Las anécdotas están por todas partes, porque las personas se encuentran con esto constantemente

No necesita un informe de un centro de estudios para notar la escatimación. Las personas la describen todo el tiempo, casi siempre con el mismo tema: el precio se mantuvo alto, pero la experiencia se abarató.

Algunos ejemplos que han aparecido en comentarios económicos y medios de comunicación:

Alimentos y productos del hogar: se ha informado que algunas empresas mantienen el tamaño del paquete, pero reformulan con insumos más baratos, un movimiento clásico de escatimación que es difícil de verificar para el consumidor hasta que nota el cambio después de haber pagado.
Viajes: en las aerolíneas y los viajes “premium”, se ha extendido la idea de desagregar servicios, lo que significa que la tarifa básica incluye menos y más funciones se cobran como adicionales. No siempre se presenta como inflación, pero puede sentirse así: pagar más para volver a obtener lo que antes era estándar.
Servicios en general: el Banco de la Reserva Federal de San Luis ha mencionado específicamente la escatimación como una razón por la cual la inflación puede sentirse peor que la cifra principal, porque las reducciones en la calidad del servicio son difíciles de rastrear de la misma manera que los precios publicados.
Prensa general: medios importantes han abordado la escatimación en el contexto de presiones de costos, limitaciones laborales y empresas que intentan proteger sus márgenes recortando las partes “intangibles” de lo que usted compra: servicio, apoyo y calidad.
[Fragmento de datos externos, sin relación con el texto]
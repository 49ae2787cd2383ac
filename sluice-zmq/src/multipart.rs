//! Atomic multipart receive and send.
//!
//! Receive protocol:
//!
//! 1. The first frame is received with `DONT_WAIT`. Would-block means no
//!    message is pending and nothing was consumed.
//! 2. Once a first frame has arrived the rest of the message is in flight,
//!    so the remaining frames (signalled by the native "more" flag) are
//!    received **blocking**.
//! 3. A genuine error on a later frame returns
//!    [`SluiceError::MultipartIncomplete`] with the number of frames already
//!    consumed and leaves the receiver poisoned. libzmq has no way to abort
//!    mid-message, so the socket may hold the rest of the failed message.
//!
//! Callers only ever see complete envelopes.

use crate::ffi::{self, RawSocket};
use crate::message::MessageHandle;
use bytes::Bytes;
use sluice_core::envelope::Multipart;
use sluice_core::error::SluiceError;
use sluice_core::flags::{RecvFlags, SendFlags};
use sluice_core::outcome::Outcome;
use sluice_core::poison::PoisonGuard;
use sluice_core::Result;
use tracing::{trace, warn};

/// Multipart receiver with one reusable frame record.
///
/// **NOT** thread-safe; owned by a single socket.
#[derive(Debug)]
pub struct MultipartReceiver {
    frame: MessageHandle,
    poisoned: bool,
}

impl MultipartReceiver {
    pub fn new() -> Result<Self> {
        Ok(Self {
            frame: MessageHandle::new()?,
            poisoned: false,
        })
    }

    /// Whether an earlier receive failed part-way through a message.
    ///
    /// Sticky: the owner should replace the socket.
    #[inline]
    #[must_use]
    pub const fn is_poisoned(&self) -> bool {
        self.poisoned
    }

    /// Receive one complete multipart message, or report that none is pending.
    pub fn recv(&mut self, socket: RawSocket) -> Result<Outcome<Multipart>> {
        let Self { frame, poisoned } = self;
        match frame.recv(socket, RecvFlags::DONT_WAIT)? {
            Outcome::WouldBlock => return Ok(Outcome::WouldBlock),
            Outcome::Ready(_) => {}
        }

        let first = frame.to_bytes()?;
        let more = frame.more()?;
        let envelope = collect_frames(poisoned, first, more, || {
            match frame.recv(socket, RecvFlags::NONE)? {
                Outcome::Ready(_) => Ok((frame.to_bytes()?, frame.more()?)),
                // A blocking receive does not report would-block; treat it
                // as an interrupted sequence like any other failure.
                Outcome::WouldBlock => {
                    let code = ffi::eagain();
                    Err(SluiceError::native(code, ffi::strerror(code)))
                }
            }
        })?;
        Ok(Outcome::Ready(envelope))
    }
}

/// Drain the rest of a message whose first frame has arrived.
///
/// `next` yields each following frame and its "more" flag. Any failure
/// becomes `MultipartIncomplete` and leaves `poisoned` set.
fn collect_frames<F>(poisoned: &mut bool, first: Bytes, mut more: bool, mut next: F) -> Result<Multipart>
where
    F: FnMut() -> Result<(Bytes, bool)>,
{
    let guard = PoisonGuard::new(poisoned);
    let mut envelope = Multipart::new();
    envelope.push_frame(first);

    while more {
        match next() {
            Ok((bytes, has_more)) => {
                envelope.push_frame(bytes);
                more = has_more;
            }
            Err(e) => {
                let (code, message) = match e {
                    SluiceError::Native { code, message } => (code, message),
                    other => (-1, other.to_string()),
                };
                return Err(incomplete(envelope.len(), code, message));
            }
        }
    }

    guard.disarm();
    trace!("[MultipartReceiver] received {} frame(s)", envelope.len());
    Ok(envelope)
}

fn incomplete(frames_received: usize, code: i32, message: String) -> SluiceError {
    warn!(
        "[MultipartReceiver] receive failed after {} frame(s): {} ({})",
        frames_received, message, code
    );
    SluiceError::MultipartIncomplete {
        frames_received,
        code,
        message,
    }
}

/// Send every frame of `frames`, all but the last with `SEND_MORE`.
///
/// With `DONT_WAIT`, only the first frame may report would-block; in that
/// case nothing was sent. Once the first frame is queued the rest are sent
/// blocking so the message cannot be left half-written.
pub fn send_multipart<'a, I>(socket: RawSocket, frames: I, flags: SendFlags) -> Result<Outcome<usize>>
where
    I: IntoIterator<Item = &'a Bytes>,
{
    let mut frames = frames.into_iter().peekable();
    let mut sent = 0;
    let mut first = true;

    while let Some(frame) = frames.next() {
        let mut frame_flags = if first { flags } else { SendFlags::NONE };
        if frames.peek().is_some() {
            frame_flags |= SendFlags::SEND_MORE;
        }

        let mut msg = MessageHandle::from_bytes(frame)?;
        match msg.send(socket, frame_flags)? {
            Outcome::Ready(_) => sent += 1,
            Outcome::WouldBlock if first => return Ok(Outcome::WouldBlock),
            Outcome::WouldBlock => {
                let code = ffi::eagain();
                return Err(SluiceError::native(code, ffi::strerror(code)));
            }
        }
        first = false;
    }

    Ok(Outcome::Ready(sent))
}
Nada de esto requiere asumir que las empresas actúan de mala fe. Muchas veces es simplemente matemática empresarial: cuando los costos suben y los clientes se resisten a precios más altos, algo tiene que ceder. A veces es el precio. A veces es el tamaño. A veces es el producto en sí. Pero desde el lado del consumidor, el resultado puede sentirse igual: su dinero compra menos.
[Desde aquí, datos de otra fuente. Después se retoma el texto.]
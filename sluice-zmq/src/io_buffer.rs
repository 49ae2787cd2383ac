//! Adaptive per-socket scratch buffers for copying send/receive.
//!
//! Each socket owns one buffer per direction. A payload larger than the
//! buffer grows it immediately to fit. Every `sample_window` operations the
//! average use is checked and an oversized buffer is cut back to about
//! twice the average (see [`UsageWindow`]), so one huge message does not
//! pin a huge buffer forever and tiny messages do not cause churn.

#![allow(unsafe_code)]

use crate::ffi::{self, RawSocket};
use sluice_core::config::IoBufferConfig;
use sluice_core::flags::{RecvFlags, SendFlags};
use sluice_core::outcome::Outcome;
use sluice_core::usage::UsageWindow;
use sluice_core::Result;
use std::os::raw::c_int;
use tracing::trace;

/// Reusable scratch region with adaptive capacity.
#[derive(Debug)]
pub struct AdaptiveIoBuffer {
    buf: Vec<u8>,
    window: UsageWindow,
}

impl Default for AdaptiveIoBuffer {
    fn default() -> Self {
        Self::new(IoBufferConfig::default())
    }
}

impl AdaptiveIoBuffer {
    #[must_use]
    pub fn new(config: IoBufferConfig) -> Self {
        Self {
            buf: vec![0; config.initial_capacity],
            window: UsageWindow::new(config),
        }
    }

    /// Start at `capacity` bytes with the default sizing policy.
    #[must_use]
    pub fn with_capacity(capacity: usize) -> Self {
        Self::new(IoBufferConfig::default().with_initial_capacity(capacity))
    }

    #[inline]
    #[must_use]
    pub fn capacity(&self) -> usize {
        self.buf.len()
    }

    fn grow_to(&mut self, len: usize) {
        if len > self.buf.len() {
            trace!("[AdaptiveIoBuffer] growing {} -> {}", self.buf.len(), len);
            self.buf.resize(len, 0);
        }
    }

    // Never cuts below the frame just handled, so views of it stay valid.
    fn record(&mut self, used: usize) {
        if let Some(target) = self.window.record(used, self.buf.len()) {
            self.buf.truncate(target.max(used));
            self.buf.shrink_to_fit();
        }
    }

    /// Copy `data` into the buffer and send it as one frame.
    pub fn send(&mut self, socket: RawSocket, data: &[u8], flags: SendFlags) -> Result<Outcome<usize>> {
        self.send_with(socket, data.len(), flags, |buf| buf.copy_from_slice(data))
    }

    /// Let `fill` write `len` bytes straight into the buffer, then send them.
    pub fn send_with<F>(
        &mut self,
        socket: RawSocket,
        len: usize,
        flags: SendFlags,
        fill: F,
    ) -> Result<Outcome<usize>>
    where
        F: FnOnce(&mut [u8]),
    {
        self.grow_to(len);
        fill(&mut self.buf[..len]);
        // SAFETY: `buf` holds at least `len` initialized bytes and libzmq
        // copies them before returning.
        let rc = unsafe {
            zmq_sys::zmq_send(
                socket.as_ptr(),
                self.buf.as_ptr().cast(),
                len,
                flags.bits() as c_int,
            )
        };
        let outcome = ffi::transfer_outcome(rc)?;
        if outcome.is_ready() {
            self.record(len);
        }
        Ok(outcome)
    }

    /// Receive one frame into the buffer.
    ///
    /// The returned [`ReceivedFrame`] carries the native frame length next to
    /// the copied bytes, so a frame longer than the buffer is reported as
    /// truncated. A truncated receive grows the buffer so the next frame of
    /// that size fits.
    pub fn recv(&mut self, socket: RawSocket, flags: RecvFlags) -> Result<Outcome<ReceivedFrame<'_>>> {
        let native_len = match self.recv_native(socket, flags)? {
            Outcome::Ready(n) => n,
            Outcome::WouldBlock => return Ok(Outcome::WouldBlock),
        };
        let copied = native_len.min(self.buf.len());
        if native_len > copied {
            trace!(
                "[AdaptiveIoBuffer] frame of {} bytes truncated to {}",
                native_len,
                copied
            );
        }
        self.record(native_len);
        self.grow_to(native_len);
        Ok(Outcome::Ready(ReceivedFrame {
            data: &self.buf[..copied],
            len: native_len,
        }))
    }

    /// Receive one frame and copy it into `out`.
    ///
    /// The buffer is grown to `out.len()` first, so only a frame longer than
    /// `out` is truncated. Returns the native frame length.
    pub fn recv_into(&mut self, socket: RawSocket, out: &mut [u8], flags: RecvFlags) -> Result<Outcome<usize>> {
        self.grow_to(out.len());
        let native_len = match self.recv_native(socket, flags)? {
            Outcome::Ready(n) => n,
            Outcome::WouldBlock => return Ok(Outcome::WouldBlock),
        };

        let copied = native_len.min(out.len());
        out[..copied].copy_from_slice(&self.buf[..copied]);
        if copied < native_len {
            trace!(
                "[AdaptiveIoBuffer] frame of {} bytes truncated to {}",
                native_len,
                copied
            );
        }
        self.record(native_len);
        self.grow_to(native_len);
        Ok(Outcome::Ready(native_len))
    }

    fn recv_native(&mut self, socket: RawSocket, flags: RecvFlags) -> Result<Outcome<usize>> {
        let capacity = self.buf.len();
        // SAFETY: `buf` is writable for `capacity` bytes and libzmq writes at
        // most that many.
        let rc = unsafe {
            zmq_sys::zmq_recv(
                socket.as_ptr(),
                self.buf.as_mut_ptr().cast(),
                capacity,
                flags.bits() as c_int,
            )
        };
        ffi::transfer_outcome(rc)
    }
}

/// One frame received through an [`AdaptiveIoBuffer`].
#[derive(Debug, Clone, Copy, PartialEq, Eq)]
pub struct ReceivedFrame<'a> {
    /// Bytes copied out of the frame
    pub data: &'a [u8],
    /// Native frame length, larger than `data.len()` when truncated
    pub len: usize,
}

impl ReceivedFrame<'_> {
    #[inline]
    #[must_use]
    pub fn is_truncated(&self) -> bool {
        self.len > self.data.len()
    }
}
Entonces, ¿la inflación “realmente” es más alta que las cifras?

La respuesta cuidadosa es que las estadísticas oficiales de inflación hacen lo que están diseñadas para hacer: rastrear cambios amplios de precios en una economía enorme. También intentan, cuando es posible, manejar los cambios de tamaño y las diferencias de calidad. Pero también es razonable que usted diga: “Aunque el precio de etiqueta no esté subiendo tan rápido, el valor que recibo parece estar disminuyendo”. Eso no es exageración; es experiencia vivida, especialmente cuando el “costo” aparece en forma de inconvenientes, esperas más largas, más cargos, peores ingredientes o pasos adicionales que antes no tenía que realizar. La inflación puede moderarse y aun así dejar un entorno en el que las personas se sienten financieramente más ajustadas, porque los ajustes no siempre se revierten. Una vez que se reduce la calidad, rara vez vuelve con la misma fuerza.

Qué observar (sin convertir su vida en una hoja de cálculo)

Si desea mantenerse informado sin caer en el cinismo, aquí tiene algunas señales prácticas:

“Nuevo y mejorado” a veces puede significar reformulado y más barato.
Más cargos adicionales suele indicar que el producto base ha sido reducido.
• Las demoras en el servicio no solo son molestas; ahora forman parte de lo que usted está pagando.
El deterioro en la reputación importa: cuando una marca antes confiable se vuelve impredecible, eso es una forma de aumento de precio oculto.

Y si los titulares sobre inflación se sienten desconectados de su realidad, no se lo está imaginándolo. La cifra oficial es una brújula útil, pero no es un diario de todas las maneras en que la vida moderna encuentra nuevas formas de cobrarle más.